Возникшее в годы войны отчасти идеалистическое представление о советском образе жизни и о положении Церкви под властью большевиков теперь рассеивается. Он узнает о могуществе власти и всеохватном контроле НКВД. Митрополит Питирим (Нечаев) вспоминал, что, когда в перерыве заседаний Собора 1945 года он подошел к митрополиту Вениамину и передал ему поклон от сестры, тот испуганно воскликнул: «Какая сестра? Нет у меня никакой сестры!». «Владыка, не бойтесь», – успокоил его девятнадцатилетний Константин Нечаев и подвел Надежду Афанасьевну, бывшею женою священника Федора Шебалина (118, с. 178). Больше четверти века брат и сестра не виделись и даже не переписывались. Страх довлел в советской жизни и тем более в жизни церковной.

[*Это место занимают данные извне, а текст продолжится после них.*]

//! `guardian-auth`: requirement model and evaluator.
//!
//! Pure policy: no IO, no request state, no navigation. Whether the caller
//! holds something is always delegated to an [`IdentityProvider`].

pub mod authorize;
pub mod denial;
pub mod grants;
pub mod principal;
pub mod provider;
pub mod requirement;

pub use authorize::{
    assert_satisfied, check, explain_authorization, require_permission, require_role,
    AuthorizationExplanation,
};
pub use denial::{Classification, DenialCause, DenialReason};
pub use grants::{Permission, Role};
pub use principal::{Freshness, Principal, PrincipalId, Subject};
pub use provider::{AuthenticationError, Authenticator, Credentials, IdentityProvider};
pub use requirement::{Logical, Requirement, RequirementKind, RequirementSet};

Но в то же самое время митрополит Вениамин поражается тому, что в храмах на богослужении много детей, вновь радуется силе веры людей, он утверждается в убеждении, что лишь Православие «еще сохранило дух истинного христианства», в то время как католицизм и протестантство «износились», «упали в материализм». Задумываясь над вопросом о влиянии России на будущий мир, владыка в дневнике честно признается: «В моей душе нет ясного ответа».
В то же время митрополит Вениамин всегда верил в конечную победу добра, никогда не утрачивал радостно-смиренной веры в благой Промысел Божий: «Нужно твердо верить в эту святую истину о Промысле! Всем управляет Господь наш Иисус Христос… И как это прекрасно, утешительно и ободрительно… Везде, всегда, до конца мира. Сам ведет – поддерживает, наставляет, направляет, помогает, укрепляет, охраняет, спасает. Как люди мало веруют в это конкретно! А ведь так есть, ибо Он Сам сказал: “Я – с вами”. Христос – глава Церкви, а она – Его тело… Истина ясна» (177, с. 334).
В стране господствовала атеистическая идеология, с которой мирилось большинство людей, однако и среди верующих не было единства. Сохранялись остатки обновленчества, упорствовала так называемая катакомбная Церковь, не исчезали группы людей, ожидающих близкого конца мира и отвергающих Церковь. Об этих последних владыка отзывался резко: «Это – сектантское, противоцерковное настроение: эти люди воображают себя избранниками Божиими… запугивают покорных слушателей бедствиями и своими “откровениями”… Необходимо бороться с этой язвой духовной» (33, с. 56–57).
Сложным оставалось и положение самой Церкви, лишенной возможности разрешения многих накопившихся проблем и вопросов, в частности о богословском просвещении верующих, зачастую лишь отстаивающих часы в храме. Размышляя о главном богослужении – литургии, владыка сокрушался: «О горе, горе! Где же молитва? И стоят наши долготерпеливые богомольцы с серьезными лицами. А понимает-то за них Церковь в лице авторов служб да немногих знатоков… Что делать? Бегут на сектантские разговоры и легкие песенки. А у нас непочатое богатство!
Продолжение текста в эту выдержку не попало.